The examples of my mother’s brilliance were the cooking parties I got to invite all the neighborhood kids to. One party that stands out in particular was the garnish making party. I was in the third grade and we lived in North Carolina. My father was Battalion Commander in the Army, which meant my mother hosted a lot of dinners.
One day, we were at a store and I noticed a garnish book. “Look mom! It’s food art!” She explained garnishes to me and we decided this would be a fun experiment. She bought the book and began planning for the next dinner party.
The morning of the party, I had four friends come over bright and early. We excitedly pored over the pages of the garnish book, deciding which ones would take longest, which ones might wilt, and which ones were easy enough to start with.
After coming up with a plan, we began making radish mice, apple rosebuds and olive penguins. The day was filled with giggling, snacking and the joy of learning. It was an honor to be trusted by an adult to prepare food for such an important party. While we worked on garnishes, my mother made the food for dinner.
My friends were allowed to stay long enough to hear the ooohs and aaahs of the officers’ wives who came for dinner. The ladies were amazed my mother was able to do so much, and even more impressed when she called us out of our hiding place in the kitchen. We glowed in their praise, bursting with pride at the success of our edible crafts.
Although we didn’t typically make garnishes for meals at home, one garnish we learned and continued to use was candied citrus peels. Lemon, orange and tangerine peels all could easily be turned into delicious bites of sugary sunshine.
Most people blanch the peels up to three times before candying them. I personally prefer a very strong orange taste and only blanch the peels if I’ve noticed the orange is especially bitter. These tangerines were very sweet so didn’t need the blanching step. If you’re using a less sweet variety, simply place the peels in a saucepan and cover with cold water. Bring the water to a boil and then drain the peels. You can repeat this a couple times before using the sugar syrup.
There are several different ways to cut your peels into strips. You can score the orange and peel the strips off, or you can cut the orange in half and scoop the flesh out before slicing. The way I find the easiest is to cut the orange into quarters. I then use a knife to slice the flesh from each quarter, and again to slice off as much pith as possible (pith is the spongy white stuff between the peel and flesh. It’s got most of the bitterness.). Don’t toss the orange flesh, it’s great in salads like this fennel and scallop salad.
Once you’ve simmered your peels long enough and let them dry a little, you can choose whether or not to roll them in sugar. I always do because it’s so pretty. If you’d like to curl your peels, simply wrap them around cut up pieces of drinking straws and place them in sugar. Let rest over night and you’ll have beautiful sugary spirals.
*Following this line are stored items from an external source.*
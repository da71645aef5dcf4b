// ============================================================================
// This code is part of Rusty-BSuitor.
// ----------------------------------------------------------------------------
// MIT License
//
// Copyright (c) 2023-present Javad Abdi, Mark C. Jeffrey
//
// Permission is hereby granted, free of charge, to any person obtaining a copy
// of this software and associated documentation files (the "Software"), to deal
// in the Software without restriction, including without limitation the rights
// to use, copy, modify, merge, publish, distribute, sublicense, and/or sell
// copies of the Software, and to permit persons to whom the Software is
// furnished to do so, subject to the following conditions:
//
// The above copyright notice and this permission notice shall be included in all
// copies or substantial portions of the Software.
//
// THE SOFTWARE IS PROVIDED "AS IS", WITHOUT WARRANTY OF ANY KIND, EXPRESS OR
// IMPLIED, INCLUDING BUT NOT LIMITED TO THE WARRANTIES OF MERCHANTABILITY,
// FITNESS FOR A PARTICULAR PURPOSE AND NONINFRINGEMENT. IN NO EVENT SHALL THE
// AUTHORS OR COPYRIGHT HOLDERS BE LIABLE FOR ANY CLAIM, DAMAGES OR OTHER
// LIABILITY, WHETHER IN AN ACTION OF CONTRACT, TORT OR OTHERWISE, ARISING FROM,
// OUT OF OR IN CONNECTION WITH THE SOFTWARE OR THE USE OR OTHER DEALINGS IN THE
// SOFTWARE.
// ============================================================================

use std::cell::UnsafeCell;
use std::ops::{ Deref, DerefMut };
use std::sync::atomic::AtomicBool;
use std::sync::atomic::Ordering::{ Acquire, Relaxed, Release };

/// Minimal test-and-set spin lock. Critical sections here are O(1)
/// suitor-set updates, so busy-waiting beats parking a thread. Not
/// reentrant, no fairness among waiters.
pub struct SpinLock<T> {
    flag: AtomicBool,
    data: UnsafeCell<T>,
}

unsafe impl<T: Send> Sync for SpinLock<T> {}

impl<T> SpinLock<T> {
    pub const fn new(data: T) -> Self {
        Self {
            flag: AtomicBool::new(false),
            data: UnsafeCell::new(data),
        }
    }

    /// Busy-waits until ownership is obtained; released on guard drop.
    pub fn lock(&self) -> SpinGuard<'_, T> {
        while self.flag.swap(true, Acquire) {
            while self.flag.load(Relaxed) {
                std::hint::spin_loop();
            }
        }
        SpinGuard { lock: self }
    }

    /// Uncontended access for the single-threaded reset phases.
    pub fn get_mut(&mut self) -> &mut T {
        self.data.get_mut()
    }
}

pub struct SpinGuard<'a, T> {
    lock: &'a SpinLock<T>,
}

impl<T> Deref for SpinGuard<'_, T> {
    type Target = T;

    fn deref(&self) -> &T {
        unsafe { &*self.lock.data.get() }
    }
}

impl<T> DerefMut for SpinGuard<'_, T> {
    fn deref_mut(&mut self) -> &mut T {
        unsafe { &mut *self.lock.data.get() }
    }
}

impl<T> Drop for SpinGuard<'_, T> {
    fn drop(&mut self) {
        self.lock.flag.store(false, Release);
    }
}
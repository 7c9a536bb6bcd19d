//! Text catalog ("stub" file)
//!
//! The catalog is the human-readable manifest of a store: one line per
//! ingested source file carrying the cumulative read count, the file's name,
//! and its header prolog, followed (once a partition exists) by the
//! partition parameters and the block boundary table. It is the only store
//! file a user is expected to look at, and the only one that is ever
//! rewritten: every rewrite goes through a staging file that atomically
//! replaces the live catalog, so a concurrent reader never observes a
//! half-written manifest.
//!
//! ```text
//! files =         2
//!        847 movie_a m54119_170201
//!       1792 movie_b m54119_170202
//! blocks =         3
//! size = 200000000 cutoff =      1000 all = 0
//!          0         0
//!        601       512
//!       1204      1027
//!       1792      1489
//! ```

use std::fmt::Write as FmtWrite;
use std::fs;
use std::path::Path;

use crate::error::{CatalogError, Result};

/// Longest permitted file name or input header line
pub const MAX_NAME: usize = 10000;

/// One catalog entry per ingested source file
#[derive(Debug, Clone, PartialEq, Eq)]
pub struct CatalogFile {
    /// Cumulative read count: the index of this file's last read, plus one
    pub nreads: u32,
    /// Source file name (root, without directory or extension)
    pub name: String,
    /// Header prolog shared by every read in the file
    pub prolog: String,
}

/// One block boundary: the first read of the next block in both numberings
#[derive(Debug, Clone, Copy, Default, PartialEq, Eq)]
pub struct BlockSpan {
    /// First read index, untrimmed numbering
    pub ufirst: u32,
    /// First read index, trimmed numbering
    pub tfirst: u32,
}

/// The partition section of a catalog
///
/// `spans` holds `n_blocks + 1` boundary entries: a leading `(0, 0)` and one
/// entry per closed block, the final entry being the sentinel equal to the
/// store totals. Block `k` (1-based) covers untrimmed reads
/// `spans[k-1].ufirst .. spans[k].ufirst`.
#[derive(Debug, Clone, PartialEq, Eq)]
pub struct Partition {
    /// Block size cap in total bases
    pub size: u64,
    /// Minimum read length for a read to enter a block
    pub cutoff: u32,
    /// Whether non-best reads of a well enter blocks
    pub all: bool,
    /// Boundary table, leading `(0, 0)` included
    pub spans: Vec<BlockSpan>,
}

impl Partition {
    /// Number of blocks described by the boundary table
    #[must_use]
    pub fn n_blocks(&self) -> usize {
        self.spans.len().saturating_sub(1)
    }
}

/// In-memory image of a catalog file
#[derive(Debug, Clone, Default, PartialEq, Eq)]
pub struct Catalog {
    /// Ingested source files, in ingestion order
    pub files: Vec<CatalogFile>,
    /// Partition section, present once the store has been partitioned
    pub partition: Option<Partition>,
}

impl Catalog {
    /// Total number of reads recorded by the file list
    #[must_use]
    pub fn total_reads(&self) -> u32 {
        self.files.last().map_or(0, |f| f.nreads)
    }

    /// Whether a source file of this name was already ingested
    #[must_use]
    pub fn contains_file(&self, name: &str) -> bool {
        self.files.iter().any(|f| f.name == name)
    }

    /// Loads and parses the catalog at `path`
    pub fn load<P: AsRef<Path>>(path: P) -> Result<Self> {
        let text = fs::read_to_string(path)?;
        Self::parse(&text)
    }

    /// Parses a catalog from its text form
    pub fn parse(text: &str) -> Result<Self> {
        let mut lines = text.lines().enumerate();

        let nfiles = {
            let (lineno, line) = lines.next().ok_or(CatalogError::BadFileCount(1))?;
            parse_labeled(line, "files").ok_or(CatalogError::BadFileCount(lineno + 1))?
        };

        let mut files = Vec::with_capacity(nfiles);
        for _ in 0..nfiles {
            let (lineno, line) = lines.next().ok_or(CatalogError::TruncatedCatalog {
                expected: nfiles,
                found: files.len(),
            })?;
            let mut tokens = line.split_whitespace();
            let entry = match (tokens.next(), tokens.next(), tokens.next(), tokens.next()) {
                (Some(count), Some(name), Some(prolog), None) => CatalogFile {
                    nreads: count
                        .parse()
                        .map_err(|_| CatalogError::BadFileLine(lineno + 1))?,
                    name: name.to_string(),
                    prolog: prolog.to_string(),
                },
                _ => return Err(CatalogError::BadFileLine(lineno + 1).into()),
            };
            if files.last().is_some_and(|prev: &CatalogFile| prev.nreads > entry.nreads) {
                return Err(CatalogError::NonMonotonicCount(lineno + 1).into());
            }
            files.push(entry);
        }

        let partition = match lines.next() {
            None => None,
            Some((lineno, line)) => {
                let nblocks: usize =
                    parse_labeled(line, "blocks").ok_or(CatalogError::BadBlockCount(lineno + 1))?;
                let (params_lineno, params_line) =
                    lines
                        .next()
                        .ok_or(CatalogError::MissingPartitionParams(lineno + 2))?;
                let (size, cutoff, all) = parse_params(params_line)
                    .ok_or(CatalogError::MissingPartitionParams(params_lineno + 1))?;

                let mut spans = Vec::with_capacity(nblocks + 1);
                for _ in 0..=nblocks {
                    let (span_lineno, span_line) =
                        lines.next().ok_or(CatalogError::TruncatedCatalog {
                            expected: nblocks + 1,
                            found: spans.len(),
                        })?;
                    let mut tokens = span_line.split_whitespace();
                    match (tokens.next(), tokens.next(), tokens.next()) {
                        (Some(ufirst), Some(tfirst), None) => spans.push(BlockSpan {
                            ufirst: ufirst
                                .parse()
                                .map_err(|_| CatalogError::BadBlockLine(span_lineno + 1))?,
                            tfirst: tfirst
                                .parse()
                                .map_err(|_| CatalogError::BadBlockLine(span_lineno + 1))?,
                        }),
                        _ => return Err(CatalogError::BadBlockLine(span_lineno + 1).into()),
                    }
                }
                Some(Partition {
                    size,
                    cutoff,
                    all,
                    spans,
                })
            }
        };

        if let Some((lineno, _)) = lines.find(|(_, l)| !l.trim().is_empty()) {
            return Err(CatalogError::TrailingContent(lineno + 1).into());
        }

        Ok(Self { files, partition })
    }

    /// Renders the catalog into its text form
    #[must_use]
    pub fn render(&self) -> String {
        let mut out = String::new();
        let _ = writeln!(out, "files = {:9}", self.files.len());
        for file in &self.files {
            let _ = writeln!(out, "  {:9} {} {}", file.nreads, file.name, file.prolog);
        }
        if let Some(partition) = &self.partition {
            let _ = writeln!(out, "blocks = {:9}", partition.n_blocks());
            let _ = writeln!(
                out,
                "size = {:9} cutoff = {:9} all = {}",
                partition.size,
                partition.cutoff,
                u8::from(partition.all)
            );
            for span in &partition.spans {
                let _ = writeln!(out, " {:9} {:9}", span.ufirst, span.tfirst);
            }
        }
        out
    }

    /// Atomically replaces the live catalog
    ///
    /// The full text is written to `staging` and then renamed over `live`,
    /// so a reader observes either the prior or the new manifest, never a
    /// partial one.
    pub fn save(&self, live: &Path, staging: &Path) -> Result<()> {
        fs::write(staging, self.render())?;
        if let Err(err) = fs::rename(staging, live) {
            let _ = fs::remove_file(staging);
            return Err(err.into());
        }
        Ok(())
    }
}

/// Parses `<label> = <value>` where value is a right-aligned integer
fn parse_labeled<T: std::str::FromStr>(line: &str, label: &str) -> Option<T> {
    let rest = line.strip_prefix(label)?.trim_start().strip_prefix('=')?;
    rest.trim().parse().ok()
}

/// Parses `size = <bases> cutoff = <len> all = <0|1>`
fn parse_params(line: &str) -> Option<(u64, u32, bool)> {
    let tokens: Vec<&str> = line.split_whitespace().collect();
    match tokens.as_slice() {
        ["size", "=", size, "cutoff", "=", cutoff, "all", "=", all] => {
            let all = match *all {
                "0" => false,
                "1" => true,
                _ => return None,
            };
            Some((size.parse().ok()?, cutoff.parse().ok()?, all))
        }
        _ => None,
    }
}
Now here’s the bonus. After you sugar your candied peels, don’t toss the sugar. Add a TBS of finely grated orange zest (I used a microplane grater) to the sugar. You now have beautiful, fragrant orange sugar! Want another bonus? Don’t toss that syrup your peels were simmering in. It should be a thick orange syrup that’s amazing drizzled in honey or mixed into salad dressings. Now I love it when I can make something without any waste!
Next week I’ll have a simple, decadent dessert for Valentine’s Day that these candied mandarin peels go perfectly with. What would you use candied orange peels with?
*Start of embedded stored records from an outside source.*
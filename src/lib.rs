//! # seqstore
//!
//! An append-only, partitioned binary store for nucleotide sequencing reads.
//!
//! A store keeps large collections of reads over the ACGT alphabet with
//! per-read metadata and optional annotation tracks. Sequences are packed at
//! 2 bits per base; metadata lives in a fixed-record binary index; a small
//! text catalog lists the ingested source files and, once the store has been
//! partitioned, the block boundary table that splits the reads into
//! bounded-size work units for downstream batch consumers.
//!
//! ## On-disk layout
//!
//! A store rooted at `path/reads` comprises:
//!
//! ```text
//! ┌──────────────────────┐
//! │ reads.db             │  text catalog: files, partition, block table
//! ├──────────────────────┤
//! │ .reads.idx           │  StoreHeader + one ReadRecord per read
//! ├──────────────────────┤
//! │ .reads.bps           │  packed 2-bit sequences, offsets authoritative
//! ├──────────────────────┤
//! │ .reads.qvs           │  compressed quality streams (optional)
//! ├──────────────────────┤
//! │ .reads.<track>.anno  │  per-read annotation tracks (optional)
//! │ .reads.<track>.data  │
//! └──────────────────────┘
//! ```
//!
//! ## Usage
//!
//! ```rust,no_run
//! use seqstore::{ingest, partition, Alphabet, PartitionParams, SeqStore};
//!
//! // append two source files, creating the store on first use
//! ingest("reads", &["movie_a.fasta", "movie_b.fasta"])?;
//!
//! // split the reads into ~200 Mbp blocks of best reads >= 1 kbp
//! partition(
//!     "reads",
//!     &PartitionParams { size: 200_000_000, cutoff: 1000, all: false },
//! )?;
//!
//! // read block 2 back
//! let mut store = SeqStore::open_block("reads", 2)?;
//! let mut buf = store.max_read_buffer();
//! for i in 0..store.n_reads() {
//!     store.load_read(i, &mut buf, Alphabet::Upper)?;
//! }
//! # Ok::<(), seqstore::Error>(())
//! ```
//!
//! ## Guarantees
//!
//! * Ingestion is atomic: on any error the store is left byte-identical to
//!   its pre-call state, offsets, header, and catalog included.
//! * Committed records and sequence bytes are immutable; the catalog is
//!   replaced by rename, so read-only consumers never observe a half-written
//!   store and need no coordination with the single writer.
//! * Partitioning is deterministic: re-planning unchanged data reproduces
//!   the boundary table bit for bit, and appending to a partitioned store
//!   extends the table without disturbing closed blocks.

mod catalog;
mod codec;
mod error;
mod header;
mod index;
mod ingest;
mod partition;
mod record;
mod store;
mod track;

pub use catalog::{BlockSpan, Catalog, CatalogFile, Partition, MAX_NAME};
pub use codec::{
    ascii_to_numeric, compressed_len, decode, decode_into, encode, encode_into, numeric_to_lower,
    numeric_to_upper, Alphabet,
};
pub use error::{
    CatalogError, CodecError, Error, IndexError, IngestError, PartitionError, Result, StoreError,
    TrackError,
};
pub use header::{StoreHeader, SIZE_STORE_HEADER};
pub use index::IndexFile;
pub use ingest::{ingest, IngestReport, WELL_GROUP_LIMIT};
pub use partition::{partition, PartitionParams, PartitionSummary, MAX_BLOCK_READS};
pub use record::{
    ReadRecord, FLAG_BEST, FLAG_CONTINUATION, MAX_READ_LEN, QV_MASK, SIZE_READ_RECORD,
};
pub use store::{SeqStore, StorePaths};
pub use track::{
    QualityTrack, QvScheme, Track, TrackData, TrackSet, QUALITY_TRACK_NAME, SIZE_TRACK_HEADER,
};

#[cfg(test)]
pub(crate) mod test_util {
    use std::path::PathBuf;

    /// A fresh per-test scratch directory under the system temp dir
    pub fn scratch_dir(name: &str) -> PathBuf {
        let dir = std::env::temp_dir().join(format!("seqstore-{}-{}", name, std::process::id()));
        let _ = std::fs::remove_dir_all(&dir);
        std::fs::create_dir_all(&dir).expect("creating scratch dir");
        dir
    }
}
Candied Orange Peel RecipePrep time: 15 minute Cook time: 30-45 minutes Total time: 45-60 minutes Yield: 40-50 strips
oranges or large tangerines (I used Royal Mandarins)
- 1 1/2 cups
- 2 1/2 cups
- Quarter oranges into wedges. Carefully slice the flesh away from the orange peels. Slice the peel of each wedge lengthwise into 5-6 strips. Try to slice most of the pith away from the peel.
- Mix the water with 2 cups of sugar in a small saucepan. Bring to boil, stirring to make sure sugar is dissolved. Add the sliced orange peels and reduce to a simmer. Simmer for 30-45 minutes, until the peels are soft and pliable.
- Use tongs to remove peels to a drying rack placed on a cookie sheet. Let dry for 1-2 hours, peels will still be sticky to the touch. Place 1/2 cup sugar in a bowl and roll candied peels in the sugar to coat.
- You can now eat the candied peels but I let them dry on the rack overnight before storing them. If you won’t be eating them within a week, store them packed in sugar in an airtight container.
Approximate cost/serving: Just the peels alone came out to only two cents per peel. The main reason for that is that mandarins were on sale so it was 45 cents for 2, and I also that I buy my sugar in bulk. The price is even lower if you consider that I also get orange syrup and orange sugar out of this!
Vegetarian/Gluten Free: Yes and vegan as well!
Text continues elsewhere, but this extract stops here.